- **Task**:
Go through the records and show each line where the word "PartialEq" occurs.

######

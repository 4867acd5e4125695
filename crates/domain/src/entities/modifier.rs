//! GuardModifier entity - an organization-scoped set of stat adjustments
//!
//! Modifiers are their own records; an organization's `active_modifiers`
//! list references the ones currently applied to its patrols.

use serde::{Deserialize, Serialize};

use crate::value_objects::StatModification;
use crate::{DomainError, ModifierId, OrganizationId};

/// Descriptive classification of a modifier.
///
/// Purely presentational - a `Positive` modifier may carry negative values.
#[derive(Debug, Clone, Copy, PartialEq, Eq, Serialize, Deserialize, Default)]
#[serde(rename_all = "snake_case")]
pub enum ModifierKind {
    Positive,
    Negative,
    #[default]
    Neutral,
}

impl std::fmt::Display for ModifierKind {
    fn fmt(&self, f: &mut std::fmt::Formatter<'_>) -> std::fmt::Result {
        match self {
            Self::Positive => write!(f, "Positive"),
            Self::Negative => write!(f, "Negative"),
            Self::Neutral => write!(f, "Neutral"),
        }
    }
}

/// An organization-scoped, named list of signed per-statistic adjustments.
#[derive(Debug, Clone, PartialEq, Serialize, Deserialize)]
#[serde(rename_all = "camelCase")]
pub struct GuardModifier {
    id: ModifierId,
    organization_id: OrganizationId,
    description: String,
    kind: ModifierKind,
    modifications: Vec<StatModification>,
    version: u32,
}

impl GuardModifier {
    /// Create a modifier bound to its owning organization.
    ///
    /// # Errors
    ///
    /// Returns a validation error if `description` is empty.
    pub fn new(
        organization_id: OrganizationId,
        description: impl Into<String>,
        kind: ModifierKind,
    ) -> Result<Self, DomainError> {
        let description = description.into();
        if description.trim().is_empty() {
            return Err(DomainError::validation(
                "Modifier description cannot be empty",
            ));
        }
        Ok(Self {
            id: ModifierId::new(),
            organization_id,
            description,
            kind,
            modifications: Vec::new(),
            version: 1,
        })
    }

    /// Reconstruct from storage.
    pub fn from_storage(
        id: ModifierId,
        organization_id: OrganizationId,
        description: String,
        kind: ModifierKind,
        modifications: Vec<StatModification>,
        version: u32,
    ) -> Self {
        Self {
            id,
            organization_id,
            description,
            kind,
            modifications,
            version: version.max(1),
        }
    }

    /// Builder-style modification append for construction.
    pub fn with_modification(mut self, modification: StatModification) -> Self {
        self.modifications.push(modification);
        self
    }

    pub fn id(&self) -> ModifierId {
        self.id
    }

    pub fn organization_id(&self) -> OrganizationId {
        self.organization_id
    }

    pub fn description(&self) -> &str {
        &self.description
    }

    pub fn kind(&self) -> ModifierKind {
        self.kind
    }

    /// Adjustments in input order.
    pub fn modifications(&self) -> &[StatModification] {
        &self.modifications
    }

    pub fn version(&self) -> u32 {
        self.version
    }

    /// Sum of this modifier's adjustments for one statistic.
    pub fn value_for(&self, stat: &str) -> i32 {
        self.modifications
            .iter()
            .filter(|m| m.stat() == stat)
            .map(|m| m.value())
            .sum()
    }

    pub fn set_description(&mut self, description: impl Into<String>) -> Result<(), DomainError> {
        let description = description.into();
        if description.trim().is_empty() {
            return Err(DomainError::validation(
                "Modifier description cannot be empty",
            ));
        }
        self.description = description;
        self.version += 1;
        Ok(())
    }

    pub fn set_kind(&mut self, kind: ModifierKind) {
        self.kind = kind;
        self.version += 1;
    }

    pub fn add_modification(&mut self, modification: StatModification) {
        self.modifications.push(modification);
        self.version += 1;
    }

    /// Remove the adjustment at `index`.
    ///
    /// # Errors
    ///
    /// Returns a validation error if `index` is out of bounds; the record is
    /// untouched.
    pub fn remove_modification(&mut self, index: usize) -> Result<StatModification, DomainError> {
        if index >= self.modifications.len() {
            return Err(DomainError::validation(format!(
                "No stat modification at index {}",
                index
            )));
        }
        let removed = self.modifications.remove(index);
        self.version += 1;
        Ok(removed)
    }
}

######

- **Finished exercise**:
#[derive(Debug, Clone, Copy, PartialEq, Eq, Serialize, Deserialize, Default)]
#[derive(Debug, Clone, PartialEq, Serialize, Deserialize)]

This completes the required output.